由于PNN同步直播了这次全魔国商界精英沙龙,所以苍和微笑的弃天帝在一起的画面在全球78个媒体、上亿个液晶屏/显像管/LED屏上闪现。

——当然,苍的那句补充说明没有被收录。

所以,当太阳在地球的另一边升起的时候,个别媒体的头版头条上印的都是他和弃天帝的合照,标题是:“异度魔皇”的partner!?。

巨大的露天LED屏幕和买电视机的商店里都闪烁着苍的特写镜头,下面红色的滚动条幕上播报着哈拉兰地区的战事新闻。

一个戴着贝雷帽,帽檐遮掉了大半个脸的青年盯着屏幕看了一会儿,然后拐到路边的书报摊上买了份报纸,掏了两个硬币扔到报摊大叔的钱盒里,一句话没说就回了出租屋。

进了房间,把报纸上的照片和标题剪了下来,贴在冰箱上,然后找了个环保袋去另外一个街区的菜场买菜。

半小时后,他的室友醒过来,去冰箱找他的早饭,忽然看到了这张照片。

他的手仿佛是开错了门伸进了冷冻室一般动弹不得。忘记了自己没有吃早饭,也忘记了自己还穿着睡衣,他突然就转身要往门外跑。。

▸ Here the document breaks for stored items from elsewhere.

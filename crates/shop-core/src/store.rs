//! # Order Repository
//!
//! Persistence seam for orders. The repository owns id assignment and the
//! unique constraint on `orderNumber`.

use crate::error::{ShopError, ShopResult};
use crate::order::{NewOrder, Order, OrderPatch};
use async_trait::async_trait;
use std::collections::{BTreeMap, HashMap};
use std::sync::Arc;
use tokio::sync::RwLock;

#[async_trait]
pub trait OrderRepository: Send + Sync {
    /// Insert and return the stored order.
    ///
    /// Fails with `DuplicateOrderNumber` if the order number is taken.
    async fn insert(&self, order: NewOrder) -> ShopResult<Order>;

    /// All orders, oldest first
    async fn list(&self) -> ShopResult<Vec<Order>>;

    async fn get(&self, id: i64) -> ShopResult<Option<Order>>;

    async fn find_by_number(&self, order_number: &str) -> ShopResult<Option<Order>>;

    /// Apply `patch`; `None` if no order has `id`
    async fn update(&self, id: i64, patch: OrderPatch) -> ShopResult<Option<Order>>;

    /// Remove every order, returning how many were removed
    async fn clear(&self) -> ShopResult<u64>;
}

/// Type alias for a shared order repository (dynamic dispatch)
pub type BoxedOrderRepository = Arc<dyn OrderRepository>;

#[derive(Debug, Default)]
struct OrderTable {
    next_id: i64,
    rows: BTreeMap<i64, Order>,
    by_number: HashMap<String, i64>,
}

/// Process-local order storage
#[derive(Debug, Default)]
pub struct InMemoryOrderRepository {
    table: RwLock<OrderTable>,
}

impl InMemoryOrderRepository {
    pub fn new() -> Self {
        Self::default()
    }
}

#[async_trait]
impl OrderRepository for InMemoryOrderRepository {
    async fn insert(&self, order: NewOrder) -> ShopResult<Order> {
        let mut table = self.table.write().await;
        if table.by_number.contains_key(&order.order_number) {
            return Err(ShopError::DuplicateOrderNumber(order.order_number));
        }

        table.next_id += 1;
        let id = table.next_id;
        let order = order.into_order(id);
        table.by_number.insert(order.order_number.clone(), id);
        table.rows.insert(id, order.clone());
        Ok(order)
    }

    async fn list(&self) -> ShopResult<Vec<Order>> {
        Ok(self.table.read().await.rows.values().cloned().collect())
    }

    async fn get(&self, id: i64) -> ShopResult<Option<Order>> {
        Ok(self.table.read().await.rows.get(&id).cloned())
    }

    async fn find_by_number(&self, order_number: &str) -> ShopResult<Option<Order>> {
        let table = self.table.read().await;
        Ok(table
            .by_number
            .get(order_number)
            .and_then(|id| table.rows.get(id))
            .cloned())
    }

    async fn update(&self, id: i64, patch: OrderPatch) -> ShopResult<Option<Order>> {
        let mut table = self.table.write().await;
        let Some(order) = table.rows.get_mut(&id) else {
            return Ok(None);
        };
        patch.apply(order)?;
        Ok(Some(order.clone()))
    }

    async fn clear(&self) -> ShopResult<u64> {
        let mut table = self.table.write().await;
        let removed = table.rows.len() as u64;
        table.rows.clear();
        table.by_number.clear();
        Ok(removed)
    }
}
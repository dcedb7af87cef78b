//! # shop-api
//!
//! HTTP API layer for storefront-rs.
//!
//! This crate provides:
//! - Axum-based HTTP server
//! - Order placement, admin order management and public tracking
//! - PayPal create/capture endpoints and generic provider dispatch
//! - Settings read/update with secrets kept out of public reads
//! - Admin login with bearer sessions and attempt throttling
//!
//! ## Endpoints
//!
//! | Method | Path | Access |
//! |--------|------|--------|
//! | GET | `/health` | public |
//! | POST | `/api/orders` | public |
//! | GET / DELETE | `/api/orders` | admin |
//! | PATCH | `/api/orders/{id}` | admin |
//! | GET | `/api/track/{order_number}` | public |
//! | GET | `/api/paypal/config` | public |
//! | POST | `/api/paypal/create-order` | public |
//! | POST | `/api/paypal/capture-order` | public |
//! | GET | `/api/settings` | public |
//! | PATCH | `/api/settings` | admin |
//! | GET | `/api/checkout/options` | public |
//! | POST | `/api/checkout/quote` | public |
//! | POST | `/api/payments/{provider}/intent` | public |
//! | POST | `/api/payments/{provider}/capture` | public |
//! | POST | `/api/admin/login` | public |
//! | GET | `/api/admin/session` | public |
//! | POST | `/api/admin/logout` | public |
//! | GET | `/api/admin/secrets` | admin |

pub mod auth;
pub mod error;
pub mod handlers;
pub mod routes;
pub mod state;

pub use routes::create_router;
pub use state::{AppConfig, AppState};
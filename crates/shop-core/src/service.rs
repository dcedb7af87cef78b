//! # Order Service
//!
//! Validates checkout drafts, numbers and persists orders, and applies admin
//! updates.

use crate::error::{ShopError, ShopResult};
use crate::order::{NewOrder, Order, OrderDraft, OrderPatch, OrderStatus, TrackingView};
use crate::order_number::{normalize_prefix, OrderNumberGenerator, TimestampOrderNumbers};
use crate::pricing::round_money;
use crate::provider::{PaymentCapture, DEFAULT_CURRENCY};
use crate::settings::{keys, BoxedSettingsStore};
use crate::store::BoxedOrderRepository;
use std::sync::Arc;
use tracing::{info, warn};

/// How many fresh order numbers to try before giving up
pub const MAX_ORDER_NUMBER_ATTEMPTS: usize = 5;

#[derive(Clone)]
pub struct OrderService {
    orders: BoxedOrderRepository,
    settings: BoxedSettingsStore,
    numbers: Arc<dyn OrderNumberGenerator>,
    fallback_prefix: String,
}

impl OrderService {
    pub fn new(orders: BoxedOrderRepository, settings: BoxedSettingsStore) -> Self {
        Self {
            orders,
            settings,
            numbers: Arc::new(TimestampOrderNumbers),
            fallback_prefix: crate::order_number::DEFAULT_ORDER_PREFIX.to_string(),
        }
    }

    /// Replace the order number generator
    pub fn with_numbers(mut self, numbers: Arc<dyn OrderNumberGenerator>) -> Self {
        self.numbers = numbers;
        self
    }

    /// Prefix used when the `orderPrefix` setting is not set
    pub fn with_fallback_prefix(mut self, prefix: impl Into<String>) -> Self {
        self.fallback_prefix = prefix.into();
        self
    }

    async fn order_prefix(&self) -> ShopResult<String> {
        let configured = self.settings.get(keys::ORDER_PREFIX).await?;
        let prefix = configured
            .as_deref()
            .map(str::trim)
            .filter(|p| !p.is_empty())
            .unwrap_or(self.fallback_prefix.as_str());
        Ok(normalize_prefix(prefix).to_string())
    }

    /// Validate `draft` and persist it as a new `pending` order
    pub async fn create_order(&self, draft: &OrderDraft) -> ShopResult<Order> {
        let snapshot = draft.validate()?;
        let prefix = self.order_prefix().await?;

        for attempt in 1..=MAX_ORDER_NUMBER_ATTEMPTS {
            let order_number = self.numbers.generate(&prefix);
            match self
                .orders
                .insert(NewOrder::new(order_number, snapshot.clone()))
                .await
            {
                Ok(order) => {
                    info!(
                        "Created order {} ({} items, total {})",
                        order.order_number,
                        order.item_count(),
                        order.total
                    );
                    return Ok(order);
                }
                Err(ShopError::DuplicateOrderNumber(number)) => {
                    warn!(
                        "Order number {} already taken (attempt {}/{})",
                        number, attempt, MAX_ORDER_NUMBER_ATTEMPTS
                    );
                }
                Err(e) => return Err(e),
            }
        }

        Err(ShopError::Conflict(
            "Could not allocate a unique order number".to_string(),
        ))
    }

    /// Apply an admin patch
    pub async fn update_order(&self, id: i64, patch: OrderPatch) -> ShopResult<Order> {
        let status = patch.status;
        let order = self
            .orders
            .update(id, patch)
            .await?
            .ok_or_else(|| ShopError::not_found("Order", id))?;

        if let Some(status) = status {
            info!("Order {} moved to {}", order.order_number, status);
        }
        Ok(order)
    }

    pub async fn list_orders(&self) -> ShopResult<Vec<Order>> {
        self.orders.list().await
    }

    pub async fn clear_orders(&self) -> ShopResult<u64> {
        let removed = self.orders.clear().await?;
        warn!("Cleared {} orders", removed);
        Ok(removed)
    }

    /// Public tracking lookup
    pub async fn get_by_order_number(&self, order_number: &str) -> ShopResult<TrackingView> {
        self.orders
            .find_by_number(order_number.trim())
            .await?
            .map(|order| TrackingView::from(&order))
            .ok_or_else(|| ShopError::not_found("Order", order_number))
    }

    /// Record a completed online payment against a pending order.
    ///
    /// The capture must come from the provider the order was placed with and
    /// must cover exactly the order total in the store currency; anything
    /// else is a `Conflict` and the order is left untouched.
    pub async fn mark_paid(&self, order_number: &str, capture: &PaymentCapture) -> ShopResult<Order> {
        if !capture.is_completed() {
            return Err(ShopError::InvalidRequest(
                "Payment has not been completed".to_string(),
            ));
        }

        let order = self
            .orders
            .find_by_number(order_number.trim())
            .await?
            .ok_or_else(|| ShopError::not_found("Order", order_number))?;

        let store_currency = self
            .settings
            .get(keys::CURRENCY)
            .await?
            .map(|c| c.trim().to_uppercase())
            .filter(|c| !c.is_empty())
            .unwrap_or_else(|| DEFAULT_CURRENCY.to_string());

        if let Err(reason) = capture_matches(&order, capture, &store_currency) {
            warn!(
                "Capture {} ({}) not applied to order {}: {}",
                capture.reference, capture.provider, order.order_number, reason
            );
            return Err(ShopError::Conflict(format!(
                "Payment does not match order {}: {}",
                order.order_number, reason
            )));
        }

        let patch = OrderPatch {
            status: Some(OrderStatus::Paid),
            ..OrderPatch::default()
        };
        self.update_order(order.id, patch).await
    }
}

fn capture_matches(order: &Order, capture: &PaymentCapture, currency: &str) -> Result<(), &'static str> {
    if order.status != OrderStatus::Pending {
        return Err("order is not awaiting payment");
    }
    if order.payment_provider != Some(capture.provider) {
        return Err("order was placed with a different payment method");
    }
    match capture.amount {
        Some(amount) if round_money(amount) == order.total => {}
        _ => return Err("captured amount differs from order total"),
    }
    match capture.currency.as_deref() {
        Some(c) if c.eq_ignore_ascii_case(currency) => Ok(()),
        _ => Err("captured currency differs from store currency"),
    }
}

一开门,就在楼道口撞到了一个人,被一把拦住。拦住他的,正是那个买报纸回来的青年。后者冷着脸看着这个似乎从疯人病院跑出来的室友。

“金鎏影你去哪里?”。

睡衣男好容易才停止了无理智的冲撞。

“荆衣?”。

买报纸男举了举自己手里的一个袋子:“买了点小排骨,给你补补。骨折了就安分点。”说着就拉着睡衣男往房间里走。

“可是荆衣……”。

“虽然是手指骨折,但是小墨拿着你的片子去找医生看了,也是严重的粉碎性骨折,你别给我动不动就乱跑。要养着。”

“可是荆衣……我看到……”。

“啪!”紫荆衣把手里的菜往门厅的水泥地上一摔,说道:“你看到苍了。他现在已经跟别人好了。这一篇你们不是早就翻过去了么?人家现在都已经在大洋彼岸享受富豪的待遇了,你还嫌自己折腾的不够多、不够丢人么?!金鎏影你醒醒吧!你该死心了!”。  

金鎏影看着紫荆衣愤怒的脸,却忽然笑了。

“你不懂……你还是不懂我。哈哈哈哈……你不懂……你不懂……”。

翻不过去。

我翻不过去,苍也翻不过去。谁也翻不过去。

金鎏影癫狂地笑着,摇晃着回了自己的房间。

紫荆衣坐在沙发上,一脸愁容不减,顺手拿起了电话。

“喂?小墨么?你认识靠得住的心理医生么?”。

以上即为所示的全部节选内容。